Descrição gerada automaticamente
Morchela. Fonte: http://ohapbio12.pbworks.com/w/page/52112710/Morchella%20esculenta

A terra vai sobreviver. A dúvida é se a espécie humana o fará. A terra se recompõe, encontra caminhos depois do desastre capitalista, ainda que muitas espécies se extingam. Os tempos da terra, seus ritmos, não satisfazem, necessariamente, as necessidades de nossa espécie. Ou, como diria minha tia Emilia, “não temos a vida comprada”. A destruição de biomas que requerem milênios para se recompor, ou que se transformarão em outro bioma, não necessariamente habitável por nossa espécie, faz-nos temer (ou nos resignar à) a extinção. Não bastará arrancar os territórios do controle do capital. É preciso se perguntar em quais condições poderemos fazer acordos para nos manter vivos dentro deles, refazer os acordos com a terra, violados faz 6.500 anos, por exemplo.

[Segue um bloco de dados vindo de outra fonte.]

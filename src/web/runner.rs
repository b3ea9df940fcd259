// SPDX-License-Identifier: MPL-2.0
//! Runs the `image_hd` binary for one upload.

use crate::domain::{EnhanceMode, ScaleFactor};
use std::path::{Path, PathBuf};
use std::process::Stdio;
use std::time::Duration;
use tokio::io::AsyncWriteExt;
use tokio::process::Command;

/// How the enhancer process should be invoked.
#[derive(Debug, Clone)]
pub struct EnhancerCommand {
    pub program: PathBuf,
    /// Settings file forwarded with `--config`.
    pub config: Option<PathBuf>,
    pub timeout: Duration,
    /// File the last invocation is recorded to, overwritten on every run.
    pub debug_log: Option<PathBuf>,
}

/// Prefix the `image_hd` binary puts on its failure line.
pub const ERROR_MARKER: &str = "[ERROR]";

/// Captured result of a finished enhancer process.
#[derive(Debug, Clone)]
pub struct RunOutput {
    pub success: bool,
    pub code: Option<i32>,
    pub stdout: String,
    pub stderr: String,
}

impl RunOutput {
    /// The `[ERROR]` lines of stderr, or all of stderr when there are none,
    /// or stdout when stderr is empty.
    ///
    /// Log lines the enhancer writes to stderr are left out when it reported
    /// an `[ERROR]` line.
    #[must_use]
    pub fn failure_message(&self) -> String {
        let stderr = self.stderr.trim();
        if stderr.is_empty() {
            return self.stdout.trim().to_string();
        }
        let errors: Vec<&str> = stderr
            .lines()
            .map(str::trim)
            .filter(|line| line.starts_with(ERROR_MARKER))
            .collect();
        if errors.is_empty() {
            stderr.to_string()
        } else {
            errors.join("\n")
        }
    }
}

#[derive(Debug, thiserror::Error)]
pub enum RunError {
    #[error("failed to start {program}: {message}")]
    Spawn { program: String, message: String },
    #[error("timed out after {0:?}")]
    Timeout(Duration),
}

impl EnhancerCommand {
    fn args(&self, input: &Path, output: &Path, mode: EnhanceMode, scale: ScaleFactor) -> Vec<String> {
        let mut args = vec![
            input.display().to_string(),
            output.display().to_string(),
            "--mode".to_string(),
            mode.to_string(),
            "--scale".to_string(),
            scale.to_string(),
        ];
        if let Some(config) = &self.config {
            args.push("--config".to_string());
            args.push(config.display().to_string());
        }
        args
    }

    /// Runs the enhancer and waits for it, up to the configured timeout.
    ///
    /// On timeout the child is killed, along with its process group on unix.
    ///
    /// # Errors
    ///
    /// Returns [`RunError`] if the process cannot start or does not finish
    /// in time. A non-zero exit is reported through [`RunOutput::success`].
    pub async fn run(
        &self,
        input: &Path,
        output: &Path,
        mode: EnhanceMode,
        scale: ScaleFactor,
    ) -> Result<RunOutput, RunError> {
        let args = self.args(input, output, mode, scale);
        let command_line = format!("{} {}", self.program.display(), args.join(" "));
        tracing::info!(command = %command_line, "starting enhancer");

        let mut command = Command::new(&self.program);
        command
            .args(&args)
            .stdin(Stdio::null())
            .stdout(Stdio::piped())
            .stderr(Stdio::piped())
            .kill_on_drop(true);
        // Own group, so the upscaler the enhancer starts can be killed with it.
        #[cfg(unix)]
        command.process_group(0);

        let child = command.spawn().map_err(|e| RunError::Spawn {
            program: self.program.display().to_string(),
            message: e.to_string(),
        })?;
        let pid = child.id();

        // Dropping the wait future on timeout drops the child, which kills it.
        let Ok(waited) = tokio::time::timeout(self.timeout, child.wait_with_output()).await else {
            tracing::error!(command = %command_line, "enhancer timed out after {:?}", self.timeout);
            if let Some(pid) = pid {
                kill_process_group(pid);
            }
            return Err(RunError::Timeout(self.timeout));
        };
        let output = waited.map_err(|e| RunError::Spawn {
            program: self.program.display().to_string(),
            message: e.to_string(),
        })?;

        let result = RunOutput {
            success: output.status.success(),
            code: output.status.code(),
            stdout: String::from_utf8_lossy(&output.stdout).into_owned(),
            stderr: String::from_utf8_lossy(&output.stderr).into_owned(),
        };
        tracing::info!(command = %command_line, code = ?result.code, "enhancer finished");
        tracing::debug!(stdout = %result.stdout, stderr = %result.stderr, "enhancer output");

        if let Some(path) = &self.debug_log {
            if let Err(e) = write_debug_log(path, &command_line, &result).await {
                tracing::warn!(path = %path.display(), "failed to write debug log: {e}");
            }
        }
        Ok(result)
    }
}

/// Kills every process in the group led by `pid`.
#[cfg(unix)]
fn kill_process_group(pid: u32) {
    let Ok(pgid) = libc::pid_t::try_from(pid) else {
        return;
    };
    // SAFETY: kill(2) takes no pointers; a negative pid addresses the group.
    if unsafe { libc::kill(-pgid, libc::SIGKILL) } != 0 {
        tracing::warn!(pgid, "failed to kill enhancer process group: {}", std::io::Error::last_os_error());
    }
}

#[cfg(not(unix))]
fn kill_process_group(_pid: u32) {}

async fn write_debug_log(path: &Path, command_line: &str, result: &RunOutput) -> std::io::Result<()> {
    let code = result
        .code
        .map_or_else(|| "terminated by signal".to_string(), |c| c.to_string());
    let mut file = tokio::fs::File::create(path).await?;
    file.write_all(
        format!(
            "Command: {command_line}\nReturn code: {code}\nSTDOUT:\n{}\nSTDERR:\n{}\n",
            result.stdout, result.stderr
        )
        .as_bytes(),
    )
    .await?;
    file.flush().await
}

#[cfg(test)]
mod tests {
    use super::*;

    fn command(program: PathBuf, timeout: Duration) -> EnhancerCommand {
        EnhancerCommand {
            program,
            config: None,
            timeout,
            debug_log: None,
        }
    }

    #[test]
    fn args_follow_cli_contract() {
        let mut cmd = command(PathBuf::from("image_hd"), Duration::from_secs(1));
        cmd.config = Some(PathBuf::from("/etc/image_hd.toml"));
        let args = cmd.args(
            Path::new("/in/a.png"),
            Path::new("/out/a.png"),
            EnhanceMode::Both,
            ScaleFactor::X2,
        );
        assert_eq!(
            args,
            [
                "/in/a.png",
                "/out/a.png",
                "--mode",
                "both",
                "--scale",
                "2",
                "--config",
                "/etc/image_hd.toml"
            ]
        );
    }

    #[test]
    fn failure_message_prefers_stderr() {
        let mut out = RunOutput {
            success: false,
            code: Some(1),
            stdout: "progress\n".into(),
            stderr: "[ERROR] boom\n".into(),
        };
        assert_eq!(out.failure_message(), "[ERROR] boom");
        out.stderr.clear();
        assert_eq!(out.failure_message(), "progress");
    }

    #[test]
    fn failure_message_keeps_only_error_lines() {
        let out = RunOutput {
            success: false,
            code: Some(1),
            stdout: String::new(),
            stderr: "2026-10-16T10:00:00Z  INFO processing mode=both\n\
                     2026-10-16T10:00:00Z  INFO upscaling input=/in/a.png\n\
                     [ERROR] realesrgan-ncnn-vulkan not found\n"
                .into(),
        };
        assert_eq!(out.failure_message(), "[ERROR] realesrgan-ncnn-vulkan not found");
    }

    #[test]
    fn failure_message_without_marker_keeps_stderr() {
        let out = RunOutput {
            success: false,
            code: Some(101),
            stdout: String::new(),
            stderr: "thread 'main' panicked\n".into(),
        };
        assert_eq!(out.failure_message(), "thread 'main' panicked");
    }

    #[tokio::test]
    async fn missing_program_is_a_spawn_error() {
        let cmd = command(PathBuf::from("/nonexistent/image_hd"), Duration::from_secs(5));
        let err = cmd
            .run(Path::new("a"), Path::new("b"), EnhanceMode::Enhance, ScaleFactor::X4)
            .await
            .unwrap_err();
        assert!(matches!(err, RunError::Spawn { .. }));
    }

    #[cfg(unix)]
    mod subprocess {
        use super::*;
        use crate::test_utils::write_script;

        #[tokio::test]
        async fn captures_output_and_writes_debug_log() {
            let dir = tempfile::tempdir().unwrap();
            let exe = write_script(dir.path(), "enhancer", "echo \"got $1 $3 $4\"\necho warn >&2\n");
            let mut cmd = command(exe, Duration::from_secs(10));
            let log = dir.path().join("debug.log");
            cmd.debug_log = Some(log.clone());

            let out = cmd
                .run(Path::new("in.png"), Path::new("out.png"), EnhanceMode::Colorize, ScaleFactor::X4)
                .await
                .unwrap();
            assert!(out.success);
            assert_eq!(out.stdout.trim(), "got in.png --mode colorize");
            assert_eq!(out.stderr.trim(), "warn");

            let log = std::fs::read_to_string(log).unwrap();
            assert!(log.contains("Return code: 0"));
            assert!(log.contains("STDERR:\nwarn"));
        }

        #[tokio::test]
        async fn non_zero_exit_is_reported() {
            let dir = tempfile::tempdir().unwrap();
            let exe = write_script(dir.path(), "enhancer", "echo '[ERROR] no model' >&2\nexit 1\n");
            let out = command(exe, Duration::from_secs(10))
                .run(Path::new("a"), Path::new("b"), EnhanceMode::Enhance, ScaleFactor::X4)
                .await
                .unwrap();
            assert!(!out.success);
            assert_eq!(out.code, Some(1));
            assert_eq!(out.failure_message(), "[ERROR] no model");
        }

        #[tokio::test]
        async fn slow_process_times_out() {
            let dir = tempfile::tempdir().unwrap();
            let exe = write_script(dir.path(), "enhancer", "sleep 30\n");
            let started = std::time::Instant::now();
            let err = command(exe, Duration::from_millis(200))
                .run(Path::new("a"), Path::new("b"), EnhanceMode::Enhance, ScaleFactor::X4)
                .await
                .unwrap_err();
            assert!(matches!(err, RunError::Timeout(_)));
            assert!(started.elapsed() < Duration::from_secs(10));
        }

        #[tokio::test]
        async fn timeout_kills_grandchildren() {
            let dir = tempfile::tempdir().unwrap();
            let late = dir.path().join("late.png");
            let exe = write_script(
                dir.path(),
                "enhancer",
                "(sleep 1; touch \"$2\") &\nsleep 30\n",
            );
            let err = command(exe, Duration::from_millis(200))
                .run(Path::new("a"), &late, EnhanceMode::Enhance, ScaleFactor::X4)
                .await
                .unwrap_err();
            assert!(matches!(err, RunError::Timeout(_)));

            tokio::time::sleep(Duration::from_millis(1500)).await;
            assert!(!late.exists(), "background process outlived the timeout");
        }
    }
}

Com essa dúvida, os “chapeuzinhos” de morchela, espiando entre os restos dos incêndios provocados pela cadeia de celulose, estendem-nos a mão. Não desperdicemos a oportunidade que a terra nos oferece na forma de alimento. Não deixemos que, novamente, o capital o transforme em mercadoria.


Nota sobre o título: Um dos temas de conversa com Jean Tible, a propósito de seu livro Política selvagem. Ver: TIBLE, Jean. Política selvagem. San Pablo: Glac e N-1, 2022.

Referências

  1. Escutar: https://www.youtube.com/watch?v=Ut-HgKV3mE8
  2. Ver: https://revista.fct.unesp.br/index.php/nera/article/view/5256
  3. TSING, Anna. Los hongos del fin del mundo. Sobre la posibilidad de vida en las ruinas capitalistas. Traductor Francisco Ramos Mena. Espanha: Caja Negra, 2023.
  4. Tricholoma matsutake é um fungo micorriza (simbiótico com as raízes de certas árvores) próspera na China, Coreia, Finlândia, Suécia. No Japão, cresce junto aos pinhos vermelhos japoneses. No noroeste Pacífico de América do Norte, prospera em bosques de abetos de Douglas, pinhos de açúcar, pinhos ponderosa e pinhos contorta. Na Califórnia, prosperam em bosques de Tanoak e madronho.